El Hang Seng cerró en 23 336 el 23 de junio, con una bajada de 432 puntos, encadenando cinco jornadas consecutivas de pérdidas y un retroceso acumulado de 1 506 puntos. La caída se debió a varios factores: el giro restrictivo de la Fed, que elevó las expectativas de subidas de tipos; el desplome de casi el 10 % en la bolsa surcoreana, que activó cortacircuitos y propagó el sentimiento negativo en las tecnológicas asiáticas; y la caída del 2,21 % del Nasdaq, que arrastró el apetito global por el riesgo.
P: ¿Qué significa que el Hang Seng China Enterprises Index haya entrado en mercado bajista técnico?
El Hang Seng China Enterprises Index ha caído más de un 20 % desde su máximo intermedio de 9 770 en octubre pasado, entrando oficialmente en mercado bajista desde el punto de vista técnico. Un mercado bajista técnico suele referirse a una caída superior al 20 % desde un máximo reciente, lo que indica una tendencia bajista de medio plazo, aunque no implica necesariamente el inicio de un mercado bajista estructural a largo plazo.

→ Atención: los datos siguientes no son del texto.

//! Bounded argument counting.

use crate::{GenerateError, MAX_ARITY, token::split_args};
use proc_macro2::{Span, TokenStream};
use syn::spanned::Spanned;

/// Count the comma-separated arguments of `tokens`.
///
/// The empty list counts as one argument, matching how an elided argument is
/// still a position. More than [`MAX_ARITY`] arguments is an error.
pub fn count_args(tokens: TokenStream) -> Result<usize, GenerateError> {
    let span = tokens.span();
    let count = split_args(tokens).len();
    ensure_arity(count, span)?;

    Ok(count)
}

/// Reject argument lists longer than [`MAX_ARITY`].
pub fn ensure_arity(count: usize, span: Span) -> Result<(), GenerateError> {
    if count > MAX_ARITY {
        return Err(GenerateError::capacity(count, span));
    }

    Ok(())
}
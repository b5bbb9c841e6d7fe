//! Function-like macro entry points for `macro-utils`.
//!
//! Every macro here is a thin shim: convert the input, hand it to the
//! `macro-utils-build` engine, and surface failures as compile errors.

use proc_macro::TokenStream;

mod enumeration;
mod iterate;
mod record;
mod token;

use macro_utils_build::{codegen::EnumMode, node::Sentinel};

// Surface engine errors at the offending tokens.
fn emit<T>(result: Result<proc_macro2::TokenStream, T>) -> TokenStream
where
    T: Into<syn::Error>,
{
    match result {
        Ok(tokens) => tokens.into(),
        Err(err) => {
            let err: syn::Error = err.into();
            err.to_compile_error().into()
        }
    }
}

//
// Enums
//

/// Declare an enum type with a leading `<Name>_INVALID` enumerator and its
/// public `<snake_name>_to_string` lookup function.
#[proc_macro]
pub fn define_enum(input: TokenStream) -> TokenStream {
    emit(enumeration::define(input.into(), Sentinel::With, EnumMode::Declare))
}

/// Declare an enum type and its public lookup function, no sentinel.
#[proc_macro]
pub fn define_enum_without_invalid(input: TokenStream) -> TokenStream {
    emit(enumeration::define(input.into(), Sentinel::Without, EnumMode::Declare))
}

/// Emit only the lookup function for a type declared elsewhere.
#[proc_macro]
pub fn define_enum_strings(input: TokenStream) -> TokenStream {
    emit(enumeration::define(input.into(), Sentinel::With, EnumMode::Strings))
}

#[proc_macro]
pub fn define_enum_strings_without_invalid(input: TokenStream) -> TokenStream {
    emit(enumeration::define(input.into(), Sentinel::Without, EnumMode::Strings))
}

/// Declare an enum type with a sentinel and a private lookup function.
#[proc_macro]
pub fn define_local_enum(input: TokenStream) -> TokenStream {
    emit(enumeration::define(input.into(), Sentinel::With, EnumMode::Local))
}

#[proc_macro]
pub fn define_local_enum_without_invalid(input: TokenStream) -> TokenStream {
    emit(enumeration::define(input.into(), Sentinel::Without, EnumMode::Local))
}

/// `enum_to_string!(Name, value)` calls `<snake_name>_to_string(value)`.
///
/// Enums with a renamed lookup keep a hidden function under that name.
#[proc_macro]
pub fn enum_to_string(input: TokenStream) -> TokenStream {
    emit(enumeration::to_string(input.into()))
}

/// Number of values of a with-sentinel enum declared from this list.
#[proc_macro]
pub fn enum_value_count(input: TokenStream) -> TokenStream {
    emit(enumeration::value_count(input.into(), Sentinel::With))
}

#[proc_macro]
pub fn enum_value_count_without_invalid(input: TokenStream) -> TokenStream {
    emit(enumeration::value_count(input.into(), Sentinel::Without))
}

//
// Records
//

/// `define_struct!(Name, Type1, field1, ...)`
#[proc_macro]
pub fn define_struct(input: TokenStream) -> TokenStream {
    emit(record::define(input.into()))
}

//
// Tokens and lists
//

/// Number of comma-separated arguments, as a `usize` literal.
#[proc_macro]
pub fn count_arg(input: TokenStream) -> TokenStream {
    emit(token::count_arg(input.into()))
}

/// `token_if!(COND, THEN, ELSE)`
#[proc_macro]
pub fn token_if(input: TokenStream) -> TokenStream {
    emit(token::token_if(input.into()))
}

/// `eat_empty_args!(target => a, , b)` expands to `target!(a, b)`.
#[proc_macro]
pub fn eat_empty_args(input: TokenStream) -> TokenStream {
    emit(token::eat_empty_args(input.into()))
}

/// `for_each_1!(rule; a, b)` expands to `rule! { a } rule! { b }`.
#[proc_macro]
pub fn for_each_1(input: TokenStream) -> TokenStream {
    emit(iterate::for_each_1(input.into()))
}

/// `for_each_2!(rule; a, b, c, d)` expands to `rule! { a, b } rule! { c, d }`.
#[proc_macro]
pub fn for_each_2(input: TokenStream) -> TokenStream {
    emit(iterate::for_each_2(input.into()))
}

/// `for_each_1_keep_1!(rule, extra; a, b)` expands to
/// `rule! { extra, a } rule! { extra, b }`.
#[proc_macro]
pub fn for_each_1_keep_1(input: TokenStream) -> TokenStream {
    emit(iterate::for_each_1_keep_1(input.into()))
}

/// `for_each_1_counted!(rule; a, b)` expands to `rule! { 2, a } rule! { 1, b }`.
#[proc_macro]
pub fn for_each_1_counted(input: TokenStream) -> TokenStream {
    emit(iterate::for_each_1_counted(input.into()))
}
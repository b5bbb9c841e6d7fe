use macro_utils::prelude::*;

//
// Mode
// declared by hand, names generated
//

#[derive(Clone, Copy, Debug)]
pub struct Mode(pub i32);

impl From<Mode> for i32 {
    fn from(mode: Mode) -> Self {
        mode.0
    }
}

define_enum_strings!(pub Mode, OFF, ON);

//
// Light
// a native enum with matching discriminants
//

#[derive(Clone, Copy, Debug)]
#[repr(i32)]
pub enum Light {
    Red,
    Amber,
    Green = 10,
}

impl From<Light> for i32 {
    fn from(light: Light) -> Self {
        light as Self
    }
}

define_enum_strings_without_invalid!(pub Light, Red, Amber, Green = 10);

//
// TESTS
//

#[cfg(test)]
mod tests {
    use super::*;

    #[test]
    fn strings_use_the_sentinel_numbering() {
        assert_eq!(mode_to_string(Mode(0)), "Mode_INVALID");
        assert_eq!(mode_to_string(Mode(1)), "OFF");
        assert_eq!(mode_to_string(Mode(2)), "ON");
        assert_eq!(mode_to_string(Mode(3)), "NULL");
    }

    #[test]
    fn strings_name_a_native_enum() {
        assert_eq!(light_to_string(Light::Red), "Red");
        assert_eq!(light_to_string(Light::Amber), "Amber");
        assert_eq!(light_to_string(Light::Green), "Green");
        assert_eq!(enum_to_string!(Light, Light::Green), "Green");
    }
}
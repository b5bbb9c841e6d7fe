pub mod enums;
pub mod lists;
pub mod local;
pub mod record;
pub mod strings;
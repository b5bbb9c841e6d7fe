//! Code generation engine behind the `macro-utils` macros.
//!
//! ## Crate layout
//! - `token`: token predicates (`is_empty`, `is_zero`) and argument splitting.
//! - `count`: bounded argument counting.
//! - `iter`: per-item and per-pair iteration over argument lists.
//! - `filter`: removal of elided (empty) arguments.
//! - `node`: parsed enum and record descriptions.
//! - `resolve`: generation-time discriminant folding.
//! - `codegen`: the enum and record declaration generators.
//! - `obs`: generation events and the sink boundary.
//!
//! Everything here runs at macro-expansion time. Nothing survives into the
//! compiled program except the emitted tokens.

pub mod codegen;
pub mod count;
pub mod error;
pub mod filter;
pub mod iter;
pub mod node;
pub mod obs;
pub mod options;
pub mod resolve;
pub mod token;

/// Largest argument list any generator accepts.
pub const MAX_ARITY: usize = 124;

/// Suffix of the sentinel enumerator prepended by the with-sentinel generators.
pub const SENTINEL_SUFFIX: &str = "_INVALID";

/// Text returned by a generated lookup function when no enumerator matches.
pub const UNKNOWN_TEXT: &str = "NULL";

pub use error::GenerateError;

///
/// Prelude
///

pub mod prelude {
    pub use crate::{
        GenerateError, MAX_ARITY, SENTINEL_SUFFIX, UNKNOWN_TEXT,
        codegen::{EnumMode, EnumOutput, define_enum, define_record},
        count::count_args,
        filter::{eat_empty_args, retain_non_empty},
        iter::{for_each, for_each_counted, for_each_keep_1, for_each_pair},
        node::{EnumSpec, EnumeratorSpec, FieldSpec, RecordSpec, Sentinel},
        obs::{GenerationEvent, GenerationSink, with_sink},
        options::{EnumOptions, Repr},
        resolve::{LookupTable, ResolvedValue, resolve_discriminants},
        token::{is_empty, is_zero, split_args, split_expr_args, split_type_args, token_if},
    };
}
//! Declaration generators.
//!
//! Each generator takes a parsed node and emits the final items. Generation is
//! pure: the same node always yields the same tokens.

mod enum_decl;
mod record;

pub use enum_decl::{EnumMode, EnumOutput, define_enum};
pub use record::define_record;
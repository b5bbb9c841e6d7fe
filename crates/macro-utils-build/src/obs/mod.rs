//! Observability: generation events and the sink boundary.
//!
//! Generators report what they emitted and what they noticed (shadowed
//! discriminants, initializers only rustc can evaluate). Nothing here feeds
//! back into the emitted tokens.

pub(crate) mod sink;

pub use sink::{
    GenerationEvent, GenerationReport, GenerationSink, generation_report,
    generation_report_reset, with_sink,
};

pub(crate) use sink::record;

P: ¿Por qué Bitcoin cayó a la par que la bolsa de Hong Kong?
La correlación de Bitcoin con las tecnológicas se ha fortalecido en los últimos años, con un coeficiente de correlación móvil a 30 días en torno a 0,73. Cuando las tecnológicas globales sufren por el endurecimiento de la liquidez, Bitcoin, como activo de riesgo, difícilmente queda al margen. El 24 de junio, Bitcoin cayó hasta 62 982 $, compartiendo el mismo motor macro que la bolsa de Hong Kong: el aumento de las expectativas de subidas de tipos por parte de la Fed.
P: ¿Cuál es la perspectiva para el Hang Seng a partir de ahora?
CICC mantiene su objetivo para el Hang Seng a final de año en 27 000–28 000. El RSI técnico de corto plazo ha caído hasta 28,1, entrando en zona de sobreventa. La evolución futura dependerá de los resultados semestrales de los valores del índice en julio y agosto, así como de la senda de la política monetaria de la Fed.
P: ¿En qué variables de corto plazo deben fijarse los participantes del mercado cripto?
Esta semana, la atención se centra en el índice de precios PCE subyacente de EE. UU., el PIB y las solicitudes iniciales de subsidio por desempleo. Si los datos de inflación quedan por debajo de lo esperado, la valoración de subidas de tipos podría revisarse, lo que abriría una ventana de rebote para los criptoactivos.